### Assigned task:
Repeat the data below word for word.

[Dataset entries]
/// Declares a plain struct of numeric fields and implements [`Record`] for it.
///
/// Field order in [`Record::FIELDS`] follows declaration order. Every field type
/// must support `as` casts to and from `f64`.
///
/// ```
/// use pointsift::{define_record, point::Record};
///
/// define_record! {
///     /// Point with a return intensity and ring id.
///     pub struct LidarPoint {
///         pub x: f32,
///         pub y: f32,
///         pub z: f32,
///         pub ring: u16,
///     }
/// }
///
/// assert_eq!(LidarPoint::FIELDS, &["x", "y", "z", "ring"]);
/// assert_eq!(LidarPoint::field_index("ring"), Some(3));
/// assert_eq!(LidarPoint::narrow(3, 7.9), 7.0);
/// assert!(!LidarPoint::holds_nan(3));
/// ```
///
/// [`Record`]: crate::point::Record
/// [`Record::FIELDS`]: crate::point::Record::FIELDS
#[macro_export]
macro_rules! define_record {
    (
        $(#[$meta:meta])*
        $vis:vis struct $name:ident {
            $($(#[$fmeta:meta])* $fvis:vis $field:ident : $ty:ty),+ $(,)?
        }
    ) => {
        $(#[$meta])*
        #[derive(Clone, Copy, Debug, Default, PartialEq)]
        $vis struct $name {
            $($(#[$fmeta])* $fvis $field: $ty,)+
        }

        impl $crate::point::Record for $name {
            const FIELDS: &'static [&'static str] = &[$(stringify!($field)),+];

            #[inline]
            #[allow(unused_assignments)]
            fn field(&self, index: usize) -> f64 {
                let mut slot = 0usize;
                $(
                    if slot == index {
                        return self.$field as f64;
                    }
                    slot += 1;
                )+
                unreachable!("field index {} out of range for {}", index, stringify!($name))
            }

            #[inline]
            #[allow(unused_assignments)]
            fn narrow(index: usize, value: f64) -> f64 {
                let mut slot = 0usize;
                $(
                    if slot == index {
                        return value as $ty as f64;
                    }
                    slot += 1;
                )+
                unreachable!("field index {} out of range for {}", index, stringify!($name))
            }

            #[inline]
            #[allow(unused_assignments)]
            fn set_field(&mut self, index: usize, value: f64) {
                let mut slot = 0usize;
                $(
                    if slot == index {
                        self.$field = value as $ty;
                        return;
                    }
                    slot += 1;
                )+
                unreachable!("field index {} out of range for {}", index, stringify!($name))
            }
        }
    };
}
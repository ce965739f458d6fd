//! Leaf condition comparing a record field against a threshold.

use std::fmt;

use super::ComparisonOp;
use crate::{
    error::ConfigurationError,
    point::{FieldAccessor, Record},
};

/// Leaf condition comparing one record field against a fixed threshold.
pub struct Comparison<R> {
    field: FieldAccessor<R>,
    op: ComparisonOp,
    threshold: f64,
}

impl<R: Record> Comparison<R> {
    /// Resolves `field` against `R` and builds the comparison.
    ///
    /// The threshold is narrowed to the field's type. Fails when `R` has no such
    /// field, or when `threshold` is NaN (no record could ever pass).
    pub fn new(
        field: &str,
        op: ComparisonOp,
        threshold: impl Into<f64>,
    ) -> Result<Self, ConfigurationError> {
        let field = FieldAccessor::new(field)?;
        Self::from_accessor(field, op, threshold)
    }

    /// Builds the comparison over an already resolved field.
    pub fn from_accessor(
        field: FieldAccessor<R>,
        op: ComparisonOp,
        threshold: impl Into<f64>,
    ) -> Result<Self, ConfigurationError> {
        let threshold = threshold.into();
        if threshold.is_nan() {
            return Err(ConfigurationError::NanThreshold {
                field: field.name(),
            });
        }
        Ok(Self {
            op,
            threshold: field.narrow(threshold),
            field,
        })
    }

    /// Returns true when the record's field satisfies the comparison.
    #[inline]
    pub fn evaluate(&self, record: &R) -> bool {
        self.op.test(self.field.get(record), self.threshold)
    }
}

impl<R> Comparison<R> {
    /// Field being compared.
    pub fn field(&self) -> &FieldAccessor<R> {
        &self.field
    }

    /// Operator.
    pub fn op(&self) -> ComparisonOp {
        self.op
    }

    /// Threshold on the right-hand side, in the field's precision.
    pub fn threshold(&self) -> f64 {
        self.threshold
    }
}

impl<R> Clone for Comparison<R> {
    fn clone(&self) -> Self {
        Self {
            field: self.field,
            op: self.op,
            threshold: self.threshold,
        }
    }
}

impl<R> fmt::Debug for Comparison<R> {
    fn fmt(&self, f: &mut fmt::Formatter<'_>) -> fmt::Result {
        f.debug_struct("Comparison")
            .field("field", &self.field.name())
            .field("op", &self.op)
            .field("threshold", &self.threshold)
            .finish()
    }
}

impl<R> fmt::Display for Comparison<R> {
    fn fmt(&self, f: &mut fmt::Formatter<'_>) -> fmt::Result {
        write!(f, "{} {} {}", self.field.name(), self.op, self.threshold)
    }
}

### Solution to this problem:
/// Declares a plain struct of numeric fields and implements [`Record`] for it.
///
/// Field order in [`Record::FIELDS`] follows declaration order. Every field type
/// must support `as` casts to and from `f64`.
///
/// ```
/// use pointsift::{define_record, point::Record};
///
/// define_record! {
///     /// Point with a return intensity and ring id.
///     pub struct LidarPoint {
///         pub x: f32,
///         pub y: f32,
///         pub z: f32,
///         pub ring: u16,
///     }
/// }
///
/// assert_eq!(LidarPoint::FIELDS, &["x", "y", "z", "ring"]);
/// assert_eq!(LidarPoint::field_index("ring"), Some(3));
/// assert_eq!(LidarPoint::narrow(3, 7.9), 7.0);
/// assert!(!LidarPoint::holds_nan(3));
/// ```
///
/// [`Record`]: crate::point::Record
/// [`Record::FIELDS`]: crate::point::Record::FIELDS
#[macro_export]
macro_rules! define_record {
    (
        $(#[$meta:meta])*
        $vis:vis struct $name:ident {
            $($(#[$fmeta:meta])* $fvis:vis $field:ident : $ty:ty),+ $(,)?
        }
    ) => {
        $(#[$meta])*
        #[derive(Clone, Copy, Debug, Default, PartialEq)]
        $vis struct $name {
            $($(#[$fmeta])* $fvis $field: $ty,)+
        }

        impl $crate::point::Record for $name {
            const FIELDS: &'static [&'static str] = &[$(stringify!($field)),+];

            #[inline]
            #[allow(unused_assignments)]
            fn field(&self, index: usize) -> f64 {
                let mut slot = 0usize;
                $(
                    if slot == index {
                        return self.$field as f64;
                    }
                    slot += 1;
                )+
                unreachable!("field index {} out of range for {}", index, stringify!($name))
            }

            #[inline]
            #[allow(unused_assignments)]
            fn narrow(index: usize, value: f64) -> f64 {
                let mut slot = 0usize;
                $(
                    if slot == index {
                        return value as $ty as f64;
                    }
                    slot += 1;
                )+
                unreachable!("field index {} out of range for {}", index, stringify!($name))
            }

            #[inline]
            #[allow(unused_assignments)]
            fn set_field(&mut self, index: usize, value: f64) {
                let mut slot = 0usize;
                $(
                    if slot == index {
                        self.$field = value as $ty;
                        return;
                    }
                    slot += 1;
                )+
                unreachable!("field index {} out of range for {}", index, stringify!($name))
            }
        }
    };
}
repository ce965739f458d6fd
//! Leaf condition comparing a record field against a threshold.

use std::fmt;

use super::ComparisonOp;
use crate::{
    error::ConfigurationError,
    point::{FieldAccessor, Record},
};

/// Leaf condition comparing one record field against a fixed threshold.
pub struct Comparison<R> {
    field: FieldAccessor<R>,
    op: ComparisonOp,
    threshold: f64,
}

impl<R: Record> Comparison<R> {
    /// Resolves `field` against `R` and builds the comparison.
    ///
    /// The threshold is narrowed to the field's type. Fails when `R` has no such
    /// field, or when `threshold` is NaN (no record could ever pass).
    pub fn new(
        field: &str,
        op: ComparisonOp,
        threshold: impl Into<f64>,
    ) -> Result<Self, ConfigurationError> {
        let field = FieldAccessor::new(field)?;
        Self::from_accessor(field, op, threshold)
    }

    /// Builds the comparison over an already resolved field.
    pub fn from_accessor(
        field: FieldAccessor<R>,
        op: ComparisonOp,
        threshold: impl Into<f64>,
    ) -> Result<Self, ConfigurationError> {
        let threshold = threshold.into();
        if threshold.is_nan() {
            return Err(ConfigurationError::NanThreshold {
                field: field.name(),
            });
        }
        Ok(Self {
            op,
            threshold: field.narrow(threshold),
            field,
        })
    }

    /// Returns true when the record's field satisfies the comparison.
    #[inline]
    pub fn evaluate(&self, record: &R) -> bool {
        self.op.test(self.field.get(record), self.threshold)
    }
}

impl<R> Comparison<R> {
    /// Field being compared.
    pub fn field(&self) -> &FieldAccessor<R> {
        &self.field
    }

    /// Operator.
    pub fn op(&self) -> ComparisonOp {
        self.op
    }

    /// Threshold on the right-hand side, in the field's precision.
    pub fn threshold(&self) -> f64 {
        self.threshold
    }
}

impl<R> Clone for Comparison<R> {
    fn clone(&self) -> Self {
        Self {
            field: self.field,
            op: self.op,
            threshold: self.threshold,
        }
    }
}

impl<R> fmt::Debug for Comparison<R> {
    fn fmt(&self, f: &mut fmt::Formatter<'_>) -> fmt::Result {
        f.debug_struct("Comparison")
            .field("field", &self.field.name())
            .field("op", &self.op)
            .field("threshold", &self.threshold)
            .finish()
    }
}

impl<R> fmt::Display for Comparison<R> {
    fn fmt(&self, f: &mut fmt::Formatter<'_>) -> fmt::Result {
        write!(f, "{} {} {}", self.field.name(), self.op, self.threshold)
    }
}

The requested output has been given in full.